● PROMPT:
All of the data must be returned word for word.

Collected data
————

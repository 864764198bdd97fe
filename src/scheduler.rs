//! Periodic cycle trigger.
//!
//! Runs one cycle after a short warm-up, then on a fixed interval until
//! shutdown. A failed cycle is logged and tolerated; the next tick is the
//! retry mechanism, and nothing here crashes the process.

use crate::audit::{AuditLog, CycleRecord};
use crate::pipeline;
use crate::server::AppState;
use std::sync::Arc;
use std::time::{Duration, Instant};
use tokio::sync::Notify;
use tracing::{error, info};

pub async fn run(state: Arc<AppState>, shutdown: Arc<Notify>) {
    let warmup = Duration::from_secs(state.config.warmup_delay_secs);
    let interval = Duration::from_secs(state.config.update_interval_secs);

    info!(
        "scheduler: first cycle in {}s, then every {}s",
        warmup.as_secs(),
        interval.as_secs()
    );

    tokio::select! {
        _ = tokio::time::sleep(warmup) => {}
        _ = shutdown.notified() => {
            info!("scheduler: shutdown before first cycle");
            return;
        }
    }

    loop {
        run_one(&state, &state.audit).await;

        tokio::select! {
            _ = tokio::time::sleep(interval) => {}
            _ = shutdown.notified() => {
                info!("scheduler: shutting down");
                return;
            }
        }
    }
}

async fn run_one(state: &AppState, audit: &AuditLog) {
    let started = Instant::now();
    let mut rec = CycleRecord::new("scheduler");

    match pipeline::run_cycle(&state.config, &state.extractor, &state.delivery).await {
        Ok(outcome) => {
            rec.success = outcome.success;
            rec.status = Some(outcome.delivery_response.status);
            rec.duration_ms = outcome.total_ms;
            info!(
                "scheduled cycle done in {}ms (price {:.2}, status {})",
                outcome.total_ms, outcome.new_price, outcome.delivery_response.status
            );
        }
        Err(e) => {
            rec.error = Some(e.to_string());
            rec.error_kind = Some(e.kind().to_string());
            rec.duration_ms = started.elapsed().as_millis() as u64;
            error!("scheduled cycle failed: {e}");
        }
    }

    audit.record(&rec);
}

————

● RESPONSE FOR THIS EXERCISE:
repository 864764198bdd97fe
filename src/scheduler.rs
//! Periodic cycle trigger.
//!
//! Runs one cycle after a short warm-up, then on a fixed interval until
//! shutdown. A failed cycle is logged and tolerated; the next tick is the
//! retry mechanism, and nothing here crashes the process.

use crate::audit::{AuditLog, CycleRecord};
use crate::pipeline;
use crate::server::AppState;
use std::sync::Arc;
use std::time::{Duration, Instant};
use tokio::sync::Notify;
use tracing::{error, info};

pub async fn run(state: Arc<AppState>, shutdown: Arc<Notify>) {
    let warmup = Duration::from_secs(state.config.warmup_delay_secs);
    let interval = Duration::from_secs(state.config.update_interval_secs);

    info!(
        "scheduler: first cycle in {}s, then every {}s",
        warmup.as_secs(),
        interval.as_secs()
    );

    tokio::select! {
        _ = tokio::time::sleep(warmup) => {}
        _ = shutdown.notified() => {
            info!("scheduler: shutdown before first cycle");
            return;
        }
    }

    loop {
        run_one(&state, &state.audit).await;

        tokio::select! {
            _ = tokio::time::sleep(interval) => {}
            _ = shutdown.notified() => {
                info!("scheduler: shutting down");
                return;
            }
        }
    }
}

async fn run_one(state: &AppState, audit: &AuditLog) {
    let started = Instant::now();
    let mut rec = CycleRecord::new("scheduler");

    match pipeline::run_cycle(&state.config, &state.extractor, &state.delivery).await {
        Ok(outcome) => {
            rec.success = outcome.success;
            rec.status = Some(outcome.delivery_response.status);
            rec.duration_ms = outcome.total_ms;
            info!(
                "scheduled cycle done in {}ms (price {:.2}, status {})",
                outcome.total_ms, outcome.new_price, outcome.delivery_response.status
            );
        }
        Err(e) => {
            rec.error = Some(e.to_string());
            rec.error_kind = Some(e.kind().to_string());
            rec.duration_ms = started.elapsed().as_millis() as u64;
            error!("scheduled cycle failed: {e}");
        }
    }

    audit.record(&rec);
}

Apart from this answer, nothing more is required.